L'Anglais est le meilleur candidat. Il n'y a ni arguments (le, la...), ni genres, pas d'accords, et une grammaire relativement simple. Ce langage est partout est peut être écouté, lu, intégré et utilisé partout. Il a des mots courts, et les accords des verbes ne changent qu'à la troisième personne. Les anglophones sont très tolérents avec les erreurs car l'Anglais est pour beaucoup une seconde langue.

Un argument des détracteurs est de dire que l'Anglais est le langage qui contient le plus de mots, et complique le problème. Ce qui est très probablement vrai. Combien y a t il de mots dans la langue Anglaise? C'est presque impossible de répondre, parce que cela dépend de ce que vous entendez par langue Anglaise et par mots. Mais c'est un faux problème. Je vais aller directement à la conclusion (Vous pouvez creuser ce sujet si vous voulez en allant ici). Dans plus d'un million de mots, un ado de 16 ans en utilise autour de 10 000 - 12 000, et 20 000 à 60 000 pour un étudiant diplômé. Une étude de l'OED (Oxford English Dictionary) montre que 90% de l'OEC (Oxford English Corpus, une collection de textes écris ou parlés en Anglais sélectionnés pour être représentatifs de la langage) représente pas plus de 7 000 mots, 50 000 mots pour 95%.

Tous ensembles

Si nous mettons ensembles l'apprentissage, les technologies et les communications, il apparait alors assez facilement que l'anglais est le meilleur candidat finalement.

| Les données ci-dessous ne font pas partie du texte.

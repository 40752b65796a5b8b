//! Recording backend used by unit tests.
//!
//! Every backend call is pushed into [`MockBackend::calls`] so that tests can assert what would
//! have been sent to a driver. Crates defining their own VAO kinds get it with the `mock`
//! feature.

use crate::backend::framebuffer::Framebuffer;
use crate::backend::render_state::RenderState;
use crate::backend::shader::Shader;
use crate::backend::texture::Texture;
use crate::backend::vertex_array::VertexArray;
use crate::framebuffer::{DepthFormat, FramebufferError};
use crate::render_state::PolygonMode;
use crate::shader::{ActiveUniform, ShaderError, StageType, UniformValue};
use crate::texture::{Filter, PixelFormat, Sampling, TextureError};
use crate::vao::{AttribPointer, BufferUsage, IndexType, MapAccess, Mode, VaoError};
use std::collections::HashMap;

#[derive(Clone, Debug, PartialEq)]
pub enum Call {
  NewVertexArray(u32),
  BindVertexArray(u32),
  UnbindVertexArray,
  NewBuffer(u32),
  UploadArray {
    buffer: u32,
    len: usize,
  },
  UploadElement {
    buffer: u32,
    len: usize,
  },
  BindArray(u32),
  AttribPointer(AttribPointer),
  DrawArrays {
    mode: Mode,
    first: usize,
    count: usize,
  },
  DrawElements {
    mode: Mode,
    count: usize,
    index_type: IndexType,
    offset: usize,
  },
  Map(u32),
  Unmap(u32),
  NewStage(StageType),
  NewProgram(u32),
  UseProgram(u32),
  UniformLocation(String),
  SetUniform(i32, UniformValue),
  UploadUniformBlock {
    block_index: u32,
    binding: u32,
    len: usize,
  },
  NewTexture {
    id: u32,
    size: [u32; 2],
    format: PixelFormat,
  },
  BindTexture {
    id: u32,
    unit: u32,
  },
  NewFramebuffer(u32),
  AttachColor {
    framebuffer: u32,
    index: usize,
    texture: u32,
  },
  AttachDepth {
    framebuffer: u32,
    format: DepthFormat,
  },
  BindFramebuffer(Option<u32>),
  DrawBuffers(usize),
  Blit {
    attachment: usize,
    src: [i32; 4],
    dst: [i32; 4],
  },
  ClearColor([f32; 4]),
  Clear,
  DepthTest(bool),
  Multisample(bool),
  PolygonMode(PolygonMode),
  Viewport([i32; 4]),
}

#[derive(Debug, Default)]
pub struct MockBackend {
  pub calls: Vec<Call>,
  next_id: u32,
  storage: HashMap<u32, Vec<u8>>,
  // active uniforms, shared by every program
  uniforms: Vec<String>,
  // sampling of every created texture, by id
  pub samplings: HashMap<u32, Sampling>,
  pub failing_stage: Option<StageType>,
  pub max_color_attachments: usize,
  pub incomplete_framebuffers: bool,
}

impl MockBackend {
  pub fn new() -> Self {
    MockBackend {
      max_color_attachments: 8,
      ..MockBackend::default()
    }
  }

  pub fn with_uniforms(names: &[&str]) -> Self {
    MockBackend {
      uniforms: names.iter().map(|&n| n.to_owned()).collect(),
      ..MockBackend::new()
    }
  }

  pub fn last_id(&self) -> u32 {
    self.next_id
  }

  pub fn drew(&self) -> bool {
    self
      .calls
      .iter()
      .any(|c| matches!(c, Call::DrawArrays { .. } | Call::DrawElements { .. }))
  }

  fn gen_id(&mut self) -> u32 {
    self.next_id += 1;
    self.next_id
  }
}

unsafe impl VertexArray for MockBackend {
  type VertexArrayRepr = u32;

  type BufferRepr = u32;

  unsafe fn new_vertex_array(&mut self) -> Result<Self::VertexArrayRepr, VaoError> {
    let id = self.gen_id();
    self.calls.push(Call::NewVertexArray(id));
    Ok(id)
  }

  unsafe fn bind_vertex_array(&mut self, vao: &Self::VertexArrayRepr) {
    self.calls.push(Call::BindVertexArray(*vao));
  }

  unsafe fn unbind_vertex_array(&mut self) {
    self.calls.push(Call::UnbindVertexArray);
  }

  unsafe fn new_buffer(&mut self) -> Result<Self::BufferRepr, VaoError> {
    let id = self.gen_id();
    self.calls.push(Call::NewBuffer(id));
    Ok(id)
  }

  unsafe fn upload_array_buffer(
    &mut self,
    buffer: &Self::BufferRepr,
    bytes: &[u8],
    _: BufferUsage,
  ) {
    self.storage.insert(*buffer, bytes.to_vec());
    self.calls.push(Call::UploadArray {
      buffer: *buffer,
      len: bytes.len(),
    });
  }

  unsafe fn upload_element_buffer(
    &mut self,
    buffer: &Self::BufferRepr,
    bytes: &[u8],
    _: BufferUsage,
  ) {
    self.storage.insert(*buffer, bytes.to_vec());
    self.calls.push(Call::UploadElement {
      buffer: *buffer,
      len: bytes.len(),
    });
  }

  unsafe fn bind_array_buffer(&mut self, buffer: &Self::BufferRepr) {
    self.calls.push(Call::BindArray(*buffer));
  }

  unsafe fn set_attrib_pointer(&mut self, pointer: &AttribPointer) {
    self.calls.push(Call::AttribPointer(*pointer));
  }

  unsafe fn draw_arrays(&mut self, mode: Mode, first: usize, count: usize) {
    self.calls.push(Call::DrawArrays { mode, first, count });
  }

  unsafe fn draw_elements(
    &mut self,
    mode: Mode,
    count: usize,
    index_type: IndexType,
    byte_offset: usize,
  ) {
    self.calls.push(Call::DrawElements {
      mode,
      count,
      index_type,
      offset: byte_offset,
    });
  }

  unsafe fn buffer_id(buffer: &Self::BufferRepr) -> u32 {
    *buffer
  }

  unsafe fn map_buffer(
    &mut self,
    buffer: &Self::BufferRepr,
    _: MapAccess,
  ) -> Result<*mut u8, VaoError> {
    self.calls.push(Call::Map(*buffer));
    self
      .storage
      .get_mut(buffer)
      .map(|bytes| bytes.as_mut_ptr())
      .ok_or(VaoError::MapFailed(*buffer))
  }

  unsafe fn unmap_buffer(&mut self, buffer: &Self::BufferRepr) {
    self.calls.push(Call::Unmap(*buffer));
  }
}

unsafe impl Shader for MockBackend {
  type StageRepr = StageType;

  type ProgramRepr = u32;

  type UniformBufferRepr = u32;

  unsafe fn new_stage(&mut self, ty: StageType, _: &str) -> Result<Self::StageRepr, ShaderError> {
    self.calls.push(Call::NewStage(ty));

    if self.failing_stage == Some(ty) {
      Err(ShaderError::CompilationFailed(ty, "0:1: syntax error".to_owned()))
    } else {
      Ok(ty)
    }
  }

  unsafe fn new_program(
    &mut self,
    _: &Self::StageRepr,
    _: &Self::StageRepr,
  ) -> Result<Self::ProgramRepr, ShaderError> {
    let id = self.gen_id();
    self.calls.push(Call::NewProgram(id));
    Ok(id)
  }

  unsafe fn use_program(&mut self, program: &Self::ProgramRepr) {
    self.calls.push(Call::UseProgram(*program));
  }

  unsafe fn uniform_location(&mut self, _: &Self::ProgramRepr, name: &str) -> Option<i32> {
    self.calls.push(Call::UniformLocation(name.to_owned()));
    self
      .uniforms
      .iter()
      .position(|n| n == name)
      .map(|i| i as i32)
  }

  unsafe fn set_uniform(&mut self, location: i32, value: &UniformValue) {
    self.calls.push(Call::SetUniform(location, value.clone()));
  }

  unsafe fn active_uniforms(&mut self, _: &Self::ProgramRepr) -> Vec<ActiveUniform> {
    self
      .uniforms
      .iter()
      .map(|name| ActiveUniform {
        name: name.clone(),
        type_name: "float".to_owned(),
        size: 1,
      })
      .collect()
  }

  unsafe fn uniform_block_index(&mut self, _: &Self::ProgramRepr, name: &str) -> Option<u32> {
    self
      .uniforms
      .iter()
      .position(|n| n == name)
      .map(|i| i as u32)
  }

  unsafe fn new_uniform_buffer(&mut self) -> Result<Self::UniformBufferRepr, ShaderError> {
    Ok(self.gen_id())
  }

  unsafe fn upload_uniform_block(
    &mut self,
    _: &Self::ProgramRepr,
    block_index: u32,
    binding: u32,
    _: &Self::UniformBufferRepr,
    bytes: &[u8],
  ) {
    self.calls.push(Call::UploadUniformBlock {
      block_index,
      binding,
      len: bytes.len(),
    });
  }
}

unsafe impl Texture for MockBackend {
  type TextureRepr = u32;

  unsafe fn new_texture_2d(
    &mut self,
    size: [u32; 2],
    format: PixelFormat,
    texels: Option<&[u8]>,
    sampling: &Sampling,
  ) -> Result<Self::TextureRepr, TextureError> {
    if let Some(texels) = texels {
      let expected = (size[0] * size[1]) as usize * format.bytes_per_pixel();

      if texels.len() != expected {
        return Err(TextureError::BadTexelCount {
          expected,
          found: texels.len(),
        });
      }
    }

    let id = self.gen_id();
    self.samplings.insert(id, *sampling);
    self.calls.push(Call::NewTexture { id, size, format });
    Ok(id)
  }

  unsafe fn bind_texture(&mut self, texture: &Self::TextureRepr, unit: u32) {
    self.calls.push(Call::BindTexture {
      id: *texture,
      unit,
    });
  }
}

unsafe impl Framebuffer for MockBackend {
  type FramebufferRepr = u32;

  type RenderbufferRepr = u32;

  unsafe fn max_color_attachments(&mut self) -> usize {
    self.max_color_attachments
  }

  unsafe fn new_framebuffer(&mut self) -> Result<Self::FramebufferRepr, FramebufferError> {
    let id = self.gen_id();
    self.calls.push(Call::NewFramebuffer(id));
    Ok(id)
  }

  unsafe fn attach_color_texture(
    &mut self,
    framebuffer: &Self::FramebufferRepr,
    index: usize,
    texture: &Self::TextureRepr,
  ) {
    self.calls.push(Call::AttachColor {
      framebuffer: *framebuffer,
      index,
      texture: *texture,
    });
  }

  unsafe fn new_depth_renderbuffer(
    &mut self,
    _: [u32; 2],
    _: DepthFormat,
  ) -> Result<Self::RenderbufferRepr, FramebufferError> {
    Ok(self.gen_id())
  }

  unsafe fn attach_depth_renderbuffer(
    &mut self,
    framebuffer: &Self::FramebufferRepr,
    _: &Self::RenderbufferRepr,
    format: DepthFormat,
  ) {
    self.calls.push(Call::AttachDepth {
      framebuffer: *framebuffer,
      format,
    });
  }

  unsafe fn check_framebuffer(
    &mut self,
    _: &Self::FramebufferRepr,
  ) -> Result<(), FramebufferError> {
    if self.incomplete_framebuffers {
      Err(FramebufferError::Incomplete(
        "incomplete missing attachment".to_owned(),
      ))
    } else {
      Ok(())
    }
  }

  unsafe fn bind_framebuffer(&mut self, framebuffer: Option<&Self::FramebufferRepr>) {
    self.calls.push(Call::BindFramebuffer(framebuffer.copied()));
  }

  unsafe fn set_draw_buffers(&mut self, count: usize) {
    self.calls.push(Call::DrawBuffers(count));
  }

  unsafe fn blit_to_default(
    &mut self,
    _: &Self::FramebufferRepr,
    attachment: usize,
    src: [i32; 4],
    dst: [i32; 4],
    _: Filter,
  ) {
    self.calls.push(Call::Blit {
      attachment,
      src,
      dst,
    });
  }
}

unsafe impl RenderState for MockBackend {
  unsafe fn set_clear_color(&mut self, color: [f32; 4]) {
    self.calls.push(Call::ClearColor(color));
  }

  unsafe fn clear(&mut self, _: bool, _: bool) {
    self.calls.push(Call::Clear);
  }

  unsafe fn set_depth_test(&mut self, enabled: bool) {
    self.calls.push(Call::DepthTest(enabled));
  }

  unsafe fn set_multisample(&mut self, enabled: bool) {
    self.calls.push(Call::Multisample(enabled));
  }

  unsafe fn set_polygon_mode(&mut self, mode: PolygonMode) {
    self.calls.push(Call::PolygonMode(mode));
  }

  unsafe fn set_viewport(&mut self, viewport: [i32; 4]) {
    self.calls.push(Call::Viewport(viewport));
  }
}
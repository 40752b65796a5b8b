//! ngl demos.
//!
//! This project provides a set of demos that can be run on any platform offering an OpenGL 4.1
//! core context. The demos are platform-agnostic on purpose: the desktop runner (or any other
//! runner) opens the window, adapts its events and drives the demos through the [`Example`] trait.
//!
//! # Demo architecture
//!
//! Demos are simple modules exposed from this crate, each defining a `LocalExample` type. They do
//! not depend on any platform-specific concepts, such as system events or window capacities.
//! Whenever a demo requires user interaction, it uses [`InputAction`], which the runner produces
//! from its own events. Assets (textures, meshes, the OBJ file to view) are reached through
//! [`PlatformServices`], and a demo declares what it needs with [`Example::features`].
//!
//! Demos allocate their ngl resources in [`Example::bootstrap`] and render in
//! [`Example::render_frame`], which consumes the demo and gives it back through [`LoopFeedback`].
//!
//! # Error handling
//!
//! Both entry points return a [`DemoError`], which wraps the errors of every ngl module. The
//! runner logs it and stops the demo.

use image::RgbaImage;
use ngl::{
  context::GraphicsContext, framebuffer::FramebufferError, obj::ObjError,
  primitives::PrimitiveError, shader::ShaderError, texture::TextureError, vao::VaoError,
  vao_factory::FactoryError,
};
use std::{error::Error, fmt, path::Path};

pub mod blank;
pub mod blit;
pub mod boid;
pub mod boid_shaded;
pub mod changing_vao;
pub mod changing_vao_multi_buffer;
pub mod extended_vao;
pub mod multi_buffer_index_vao;
pub mod multi_buffer_vao;
pub mod obj_viewer;
pub mod pbr_texture;
pub mod shaders;
mod shared;
pub mod simple_fbo;
pub mod simple_index_vao;
pub mod simple_pbr;
pub mod sphere;
pub mod vao_primitives;

/// Backend every demo runs with.
pub type Backend = ngl_gl::GL41;

/// Example interface.
pub trait Example: Sized {
  /// Features needed by the demo.
  fn features() -> Features {
    Features::none()
  }

  /// Bootstrap the demo.
  fn bootstrap(
    platform: &mut impl PlatformServices,
    context: &mut impl GraphicsContext<Backend = Backend>,
  ) -> Result<Self, DemoError>;

  /// Render a frame of the demo.
  fn render_frame(
    self,
    time: f32,
    actions: impl Iterator<Item = InputAction>,
    context: &mut impl GraphicsContext<Backend = Backend>,
  ) -> Result<LoopFeedback<Self>, DemoError>;
}

/// A type used to pass “inputs” to demos.
#[derive(Clone, Debug, PartialEq)]
pub enum InputAction {
  /// Quit the application.
  Quit,

  /// Render polygons as wireframes.
  Wireframe,

  /// Render filled polygons.
  Fill,

  /// Reset the view.
  Reset,

  /// A character key was pressed. Digits and letters the demos react to are forwarded this way.
  Key(char),

  /// Primary action. Typically a left click.
  PrimaryPressed,

  /// Primary action released.
  PrimaryReleased,

  /// Secondary action. Typically a right click.
  SecondaryPressed,

  /// Secondary action released.
  SecondaryReleased,

  /// Cursor moved, in window coordinates.
  CursorMoved { x: f32, y: f32 },

  /// Vertical scroll.
  VScroll { amount: f32 },

  /// Framebuffer size changed.
  Resized { width: u32, height: u32 },

  /// Forward direction. Typically used to move the camera forward.
  Forward,

  /// Backward direction.
  Backward,

  /// Left direction.
  Left,

  /// Right direction.
  Right,
}

/// Whether the loop should go on with the stepped demo.
#[derive(Clone, Debug, Eq, Hash, PartialEq)]
pub enum LoopFeedback<T> {
  Continue(T),
  Exit,
}

/// Services a platform offers to demos.
pub trait PlatformServices {
  /// Error returned when a texture cannot be fetched.
  type FetchError: Error + 'static;

  /// Get one of the textures listed in [`Example::features`].
  fn fetch_texture(&mut self, name: impl AsRef<str>) -> Result<&RgbaImage, Self::FetchError>;

  /// Directory textures and texture packs are read from.
  fn texture_root(&self) -> Option<&Path>;

  /// Directory OBJ meshes are read from.
  fn mesh_root(&self) -> Option<&Path>;

  /// OBJ file to view.
  fn obj_path(&self) -> Option<&Path>;

  /// Texture to apply to the viewed OBJ file.
  fn obj_texture_path(&self) -> Option<&Path>;

  /// Seed for the demos generating random scenes.
  fn seed(&self) -> Option<u64>;
}

/// What a demo needs from the platform.
#[derive(Clone, Debug, Default, Eq, PartialEq)]
pub struct Features {
  textures: Vec<String>,
  meshes: bool,
  texture_packs: Vec<String>,
}

impl Features {
  /// No feature.
  pub fn none() -> Self {
    Self::default()
  }

  /// Require a texture, by name, relative to the texture root.
  pub fn texture(mut self, name: impl Into<String>) -> Self {
    self.textures.push(name.into());
    self
  }

  /// Require the mesh directory.
  pub fn meshes(mut self) -> Self {
    self.meshes = true;
    self
  }

  /// Require a texture pack file, relative to the texture root.
  pub fn texture_pack(mut self, name: impl Into<String>) -> Self {
    self.texture_packs.push(name.into());
    self
  }

  /// Required textures.
  pub fn textures(&self) -> &[String] {
    &self.textures
  }

  /// Whether the mesh directory is required.
  pub fn needs_meshes(&self) -> bool {
    self.meshes
  }

  /// Required texture packs.
  pub fn texture_packs(&self) -> &[String] {
    &self.texture_packs
  }
}

/// Errors a demo can fail with.
#[non_exhaustive]
#[derive(Debug)]
pub enum DemoError {
  /// VAO error.
  VaoError(VaoError),
  /// VAO factory error.
  FactoryError(FactoryError),
  /// Shader error.
  ShaderError(ShaderError),
  /// Texture or texture pack error.
  TextureError(TextureError),
  /// Framebuffer error.
  FramebufferError(FramebufferError),
  /// Primitive error.
  PrimitiveError(PrimitiveError),
  /// OBJ error.
  ObjError(ObjError),
  /// The platform failed to provide something.
  Platform(Box<dyn Error>),
  /// A required asset was not provided.
  MissingAsset(&'static str),
}

impl DemoError {
  /// Wrap a platform error.
  pub fn platform(e: impl Error + 'static) -> Self {
    DemoError::Platform(Box::new(e))
  }
}

impl fmt::Display for DemoError {
  fn fmt(&self, f: &mut fmt::Formatter) -> Result<(), fmt::Error> {
    match *self {
      DemoError::VaoError(ref e) => write!(f, "VAO error: {}", e),
      DemoError::FactoryError(ref e) => write!(f, "VAO factory error: {}", e),
      DemoError::ShaderError(ref e) => write!(f, "shader error: {}", e),
      DemoError::TextureError(ref e) => write!(f, "texture error: {}", e),
      DemoError::FramebufferError(ref e) => write!(f, "framebuffer error: {}", e),
      DemoError::PrimitiveError(ref e) => write!(f, "primitive error: {}", e),
      DemoError::ObjError(ref e) => write!(f, "OBJ error: {}", e),
      DemoError::Platform(ref e) => write!(f, "platform error: {}", e),
      DemoError::MissingAsset(what) => write!(f, "missing asset: {}", what),
    }
  }
}

impl Error for DemoError {
  fn source(&self) -> Option<&(dyn Error + 'static)> {
    match self {
      DemoError::VaoError(e) => Some(e),
      DemoError::FactoryError(e) => Some(e),
      DemoError::ShaderError(e) => Some(e),
      DemoError::TextureError(e) => Some(e),
      DemoError::FramebufferError(e) => Some(e),
      DemoError::PrimitiveError(e) => Some(e),
      DemoError::ObjError(e) => Some(e),
      DemoError::Platform(e) => Some(e.as_ref()),
      DemoError::MissingAsset(_) => None,
    }
  }
}

macro_rules! impl_demo_error_from {
  ($($t:ty => $v:ident),* $(,)?) => {
    $(
      impl From<$t> for DemoError {
        fn from(e: $t) -> Self {
          DemoError::$v(e)
        }
      }
    )*
  }
}

impl_demo_error_from!(
  VaoError => VaoError,
  FactoryError => FactoryError,
  ShaderError => ShaderError,
  TextureError => TextureError,
  FramebufferError => FramebufferError,
  PrimitiveError => PrimitiveError,
  ObjError => ObjError,
);

#[cfg(test)]
mod tests {
  use super::*;

  #[test]
  fn features() {
    let features = Features::none()
      .texture("earth.png")
      .meshes()
      .texture_pack("texturepack.json");

    assert_eq!(features.textures(), &["earth.png".to_owned()]);
    assert!(features.needs_meshes());
    assert_eq!(features.texture_packs(), &["texturepack.json".to_owned()]);
    assert!(!Features::none().needs_meshes());
  }

  #[test]
  fn errors_keep_their_source() {
    let e = DemoError::from(VaoError::NotAllocated);

    assert!(e.source().is_some());
    assert_eq!(
      e.to_string(),
      "VAO error: vertex array not bound or not allocated"
    );
    assert!(DemoError::MissingAsset("OBJ file").source().is_none());
  }
}
#[cfg(target_arch = "x86_64")]
use core::arch::x86_64::*;

use crate::scalar;

#[cfg(target_arch = "x86_64")]
#[target_feature(enable = "avx512f,avx512bw")]
pub unsafe fn fused_add_mul_avx512(dest: &mut [u8], src: &[u8], factor: u8) {
    let len = dest.len().min(src.len());
    let mut i = 0;

    let mut low_arr = [0u8; 16];
    let mut high_arr = [0u8; 16];
    for j in 0..16u8 {
        low_arr[j as usize] = scalar::mul_gf8(j, factor);
        high_arr[j as usize] = scalar::mul_gf8(j << 4, factor);
    }

    let v_lo_128 = _mm_loadu_si128(low_arr.as_ptr() as *const _);
    let v_hi_128 = _mm_loadu_si128(high_arr.as_ptr() as *const _);
    let tbl_lo = _mm512_broadcast_i32x4(v_lo_128);
    let tbl_hi = _mm512_broadcast_i32x4(v_hi_128);
    let mask = _mm512_set1_epi8(0x0F);

    while i + 64 <= len {
        let s_ptr = src.as_ptr().add(i) as *const _;
        let d_ptr = dest.as_mut_ptr().add(i) as *mut _;

        let v_src = _mm512_loadu_si512(s_ptr);
        let v_dest = _mm512_loadu_si512(d_ptr);

        let lo = _mm512_and_si512(v_src, mask);
        let hi = _mm512_and_si512(_mm512_srli_epi16::<4>(v_src), mask);

        let res_lo = _mm512_shuffle_epi8(tbl_lo, lo);
        let res_hi = _mm512_shuffle_epi8(tbl_hi, hi);

        let product = _mm512_xor_si512(res_lo, res_hi);
        _mm512_storeu_si512(d_ptr, _mm512_xor_si512(v_dest, product));
        i += 64;
    }

    if i < len {
        scalar::fused_add_mul(&mut dest[i..len], &src[i..len], crate::Octet(factor));
    }
}
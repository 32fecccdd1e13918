#[cfg(target_arch = "x86_64")]
use core::arch::x86_64::*;

use crate::scalar;

#[cfg(target_arch = "x86_64")]
#[target_feature(enable = "avx2")]
pub unsafe fn fused_add_mul_avx2(dest: &mut [u8], src: &[u8], factor: u8) {
    let len = dest.len().min(src.len());
    let mut i = 0;

    let mut low_arr = [0u8; 16];
    let mut high_arr = [0u8; 16];
    for j in 0..16u8 {
        low_arr[j as usize] = scalar::mul_gf8(j, factor);
        high_arr[j as usize] = scalar::mul_gf8(j << 4, factor);
    }

    let v_lo_128 = _mm_loadu_si128(low_arr.as_ptr() as *const _);
    let v_hi_128 = _mm_loadu_si128(high_arr.as_ptr() as *const _);
    let tbl_lo = _mm256_broadcastsi128_si256(v_lo_128);
    let tbl_hi = _mm256_broadcastsi128_si256(v_hi_128);
    let mask = _mm256_set1_epi8(0x0F);

    while i + 32 <= len {
        let s_ptr = src.as_ptr().add(i) as *const _;
        let d_ptr = dest.as_mut_ptr().add(i) as *mut _;

        let v_src = _mm256_loadu_si256(s_ptr);
        let v_dest = _mm256_loadu_si256(d_ptr);

        let lo = _mm256_and_si256(v_src, mask);
        let hi = _mm256_and_si256(_mm256_srli_epi16::<4>(v_src), mask);

        let res_lo = _mm256_shuffle_epi8(tbl_lo, lo);
        let res_hi = _mm256_shuffle_epi8(tbl_hi, hi);

        let product = _mm256_xor_si256(res_lo, res_hi);
        _mm256_storeu_si256(d_ptr, _mm256_xor_si256(v_dest, product));
        i += 32;
    }

    if i < len {
        scalar::fused_add_mul(&mut dest[i..len], &src[i..len], crate::Octet(factor));
    }
}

Vous pouvez demandez: "Mais pourquoi devrions nous tous parler un même langage?", "La différence c'est bien, pourquoi veux-tu la changer?" ou ce genre de question. Oui, mais non. La différence peut être une bonne chose, bien sur, mais si nous voulons communiquer plus vite, plus facilement et plus efficacement, nous devrions converger vers une langue commune. Ce n'est pas parcequ'un langage s'éteind, comme ceux mentionnés plus haut, qu'il meurt. Nous avons toujours des livres en Latin, Grec Ancien ou Sanskrit. Et nous utilisons encore ces écrits pour étudier notre passé. Mais si un jour nous voulons que tous soient unis, nous devons être capable de tous nous comprendre.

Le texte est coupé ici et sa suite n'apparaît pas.